[Start of Attachment]

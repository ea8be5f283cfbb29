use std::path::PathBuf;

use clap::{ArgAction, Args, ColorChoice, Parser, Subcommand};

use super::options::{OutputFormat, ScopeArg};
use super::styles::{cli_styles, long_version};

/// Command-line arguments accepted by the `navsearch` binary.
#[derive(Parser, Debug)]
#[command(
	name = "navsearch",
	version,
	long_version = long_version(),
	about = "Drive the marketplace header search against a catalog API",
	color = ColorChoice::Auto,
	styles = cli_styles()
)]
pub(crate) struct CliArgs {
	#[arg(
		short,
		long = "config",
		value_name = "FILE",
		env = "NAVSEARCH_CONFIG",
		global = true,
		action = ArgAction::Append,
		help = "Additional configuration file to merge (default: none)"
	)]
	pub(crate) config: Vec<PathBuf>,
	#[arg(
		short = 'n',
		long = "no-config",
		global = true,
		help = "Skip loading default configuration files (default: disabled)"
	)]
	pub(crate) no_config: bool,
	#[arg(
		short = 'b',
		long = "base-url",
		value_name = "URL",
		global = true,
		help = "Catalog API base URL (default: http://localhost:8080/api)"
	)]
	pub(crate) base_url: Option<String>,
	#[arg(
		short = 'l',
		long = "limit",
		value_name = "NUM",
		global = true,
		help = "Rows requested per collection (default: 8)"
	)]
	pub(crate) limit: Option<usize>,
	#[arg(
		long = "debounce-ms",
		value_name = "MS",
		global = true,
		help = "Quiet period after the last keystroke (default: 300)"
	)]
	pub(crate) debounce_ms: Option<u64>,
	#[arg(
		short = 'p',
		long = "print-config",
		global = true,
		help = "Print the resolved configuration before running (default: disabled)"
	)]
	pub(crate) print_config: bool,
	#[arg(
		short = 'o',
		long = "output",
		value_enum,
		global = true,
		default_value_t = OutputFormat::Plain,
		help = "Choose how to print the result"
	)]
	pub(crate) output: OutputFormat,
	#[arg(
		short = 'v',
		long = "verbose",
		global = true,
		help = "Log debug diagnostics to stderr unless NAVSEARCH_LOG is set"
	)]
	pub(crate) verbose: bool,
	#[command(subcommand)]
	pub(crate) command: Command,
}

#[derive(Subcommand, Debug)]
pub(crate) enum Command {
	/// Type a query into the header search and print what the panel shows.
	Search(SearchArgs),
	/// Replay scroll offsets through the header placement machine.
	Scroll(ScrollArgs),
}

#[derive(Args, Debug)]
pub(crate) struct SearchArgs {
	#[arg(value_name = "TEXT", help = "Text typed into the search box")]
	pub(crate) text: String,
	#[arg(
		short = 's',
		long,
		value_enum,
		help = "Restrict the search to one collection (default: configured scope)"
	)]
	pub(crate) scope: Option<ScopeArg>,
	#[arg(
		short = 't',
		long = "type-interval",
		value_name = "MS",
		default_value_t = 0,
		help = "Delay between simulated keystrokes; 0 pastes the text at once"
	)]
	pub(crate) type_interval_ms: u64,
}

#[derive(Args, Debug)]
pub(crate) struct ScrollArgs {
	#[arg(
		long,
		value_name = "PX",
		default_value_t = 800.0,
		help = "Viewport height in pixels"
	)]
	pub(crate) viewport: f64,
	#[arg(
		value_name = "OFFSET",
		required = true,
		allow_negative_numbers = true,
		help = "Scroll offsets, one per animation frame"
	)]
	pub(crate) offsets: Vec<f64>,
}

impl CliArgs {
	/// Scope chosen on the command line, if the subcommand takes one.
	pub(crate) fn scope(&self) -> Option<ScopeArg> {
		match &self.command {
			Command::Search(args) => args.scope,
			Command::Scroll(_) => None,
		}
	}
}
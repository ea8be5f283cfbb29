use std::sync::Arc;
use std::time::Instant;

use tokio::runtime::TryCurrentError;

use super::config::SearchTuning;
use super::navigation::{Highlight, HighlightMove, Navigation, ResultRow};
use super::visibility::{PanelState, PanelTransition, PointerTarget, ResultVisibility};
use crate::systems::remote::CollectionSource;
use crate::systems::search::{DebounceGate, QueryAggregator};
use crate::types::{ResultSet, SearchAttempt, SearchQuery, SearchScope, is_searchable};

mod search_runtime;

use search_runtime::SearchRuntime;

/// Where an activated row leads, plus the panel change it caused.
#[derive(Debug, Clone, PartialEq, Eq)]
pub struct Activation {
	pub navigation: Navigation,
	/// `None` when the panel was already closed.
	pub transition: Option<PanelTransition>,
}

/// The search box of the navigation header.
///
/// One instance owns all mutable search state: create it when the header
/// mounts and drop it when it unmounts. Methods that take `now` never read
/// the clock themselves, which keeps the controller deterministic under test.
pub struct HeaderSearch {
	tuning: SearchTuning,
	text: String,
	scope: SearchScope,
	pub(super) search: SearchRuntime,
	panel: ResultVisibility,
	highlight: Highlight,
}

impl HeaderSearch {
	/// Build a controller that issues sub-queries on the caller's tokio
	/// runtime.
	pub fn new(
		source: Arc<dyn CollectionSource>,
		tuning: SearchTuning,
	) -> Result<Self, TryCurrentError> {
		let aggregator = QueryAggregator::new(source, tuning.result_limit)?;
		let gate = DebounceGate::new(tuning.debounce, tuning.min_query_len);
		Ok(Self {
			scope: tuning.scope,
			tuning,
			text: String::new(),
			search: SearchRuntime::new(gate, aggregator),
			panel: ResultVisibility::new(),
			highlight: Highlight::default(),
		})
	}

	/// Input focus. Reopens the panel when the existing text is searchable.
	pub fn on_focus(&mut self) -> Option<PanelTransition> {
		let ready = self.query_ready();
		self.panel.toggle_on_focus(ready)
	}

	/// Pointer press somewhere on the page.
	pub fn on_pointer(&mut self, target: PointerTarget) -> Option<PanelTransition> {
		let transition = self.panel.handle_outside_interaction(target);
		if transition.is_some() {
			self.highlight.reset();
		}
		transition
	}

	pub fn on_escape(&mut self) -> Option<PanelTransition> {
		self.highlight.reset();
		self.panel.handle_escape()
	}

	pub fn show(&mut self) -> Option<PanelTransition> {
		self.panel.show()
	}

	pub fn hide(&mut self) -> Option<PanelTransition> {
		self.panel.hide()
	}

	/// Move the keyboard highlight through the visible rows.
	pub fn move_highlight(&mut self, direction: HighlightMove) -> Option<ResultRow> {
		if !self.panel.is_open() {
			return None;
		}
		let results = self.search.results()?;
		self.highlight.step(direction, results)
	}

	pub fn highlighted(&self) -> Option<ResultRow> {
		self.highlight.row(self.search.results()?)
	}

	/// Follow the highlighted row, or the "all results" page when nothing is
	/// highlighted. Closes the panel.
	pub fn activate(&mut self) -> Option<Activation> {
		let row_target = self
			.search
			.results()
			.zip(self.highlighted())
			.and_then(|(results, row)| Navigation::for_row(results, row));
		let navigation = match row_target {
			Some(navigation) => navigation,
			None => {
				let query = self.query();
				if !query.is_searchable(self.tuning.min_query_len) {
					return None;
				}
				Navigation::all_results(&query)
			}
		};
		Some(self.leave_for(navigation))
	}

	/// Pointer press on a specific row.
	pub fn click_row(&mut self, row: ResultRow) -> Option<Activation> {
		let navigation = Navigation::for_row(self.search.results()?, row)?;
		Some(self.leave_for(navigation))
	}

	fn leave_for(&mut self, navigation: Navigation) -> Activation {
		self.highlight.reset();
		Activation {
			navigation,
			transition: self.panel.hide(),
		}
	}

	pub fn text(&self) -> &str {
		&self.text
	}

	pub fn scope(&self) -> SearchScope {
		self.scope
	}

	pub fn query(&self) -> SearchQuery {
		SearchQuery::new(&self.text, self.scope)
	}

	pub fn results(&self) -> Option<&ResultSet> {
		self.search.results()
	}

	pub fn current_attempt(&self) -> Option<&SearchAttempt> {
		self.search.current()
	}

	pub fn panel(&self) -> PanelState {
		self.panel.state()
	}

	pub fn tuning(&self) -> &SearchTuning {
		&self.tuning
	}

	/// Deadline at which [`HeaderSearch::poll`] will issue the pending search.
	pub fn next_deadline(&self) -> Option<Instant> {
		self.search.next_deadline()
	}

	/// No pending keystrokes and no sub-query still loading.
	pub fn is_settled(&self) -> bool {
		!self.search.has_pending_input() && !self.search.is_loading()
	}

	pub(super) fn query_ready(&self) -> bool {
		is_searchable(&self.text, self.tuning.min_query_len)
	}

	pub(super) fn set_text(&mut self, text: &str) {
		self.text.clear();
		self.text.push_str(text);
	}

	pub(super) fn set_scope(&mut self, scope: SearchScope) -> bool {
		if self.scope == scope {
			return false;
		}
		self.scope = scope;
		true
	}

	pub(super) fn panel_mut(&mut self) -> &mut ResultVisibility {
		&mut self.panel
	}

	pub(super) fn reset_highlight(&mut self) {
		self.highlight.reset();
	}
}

[End of Attachment]

## WHAT YOU WILL DO
Each line in the material above that mentions the word "press" must be copied.

## RESPONSE TO THE TASK
	/// Pointer press somewhere on the page.
	/// Pointer press on a specific row.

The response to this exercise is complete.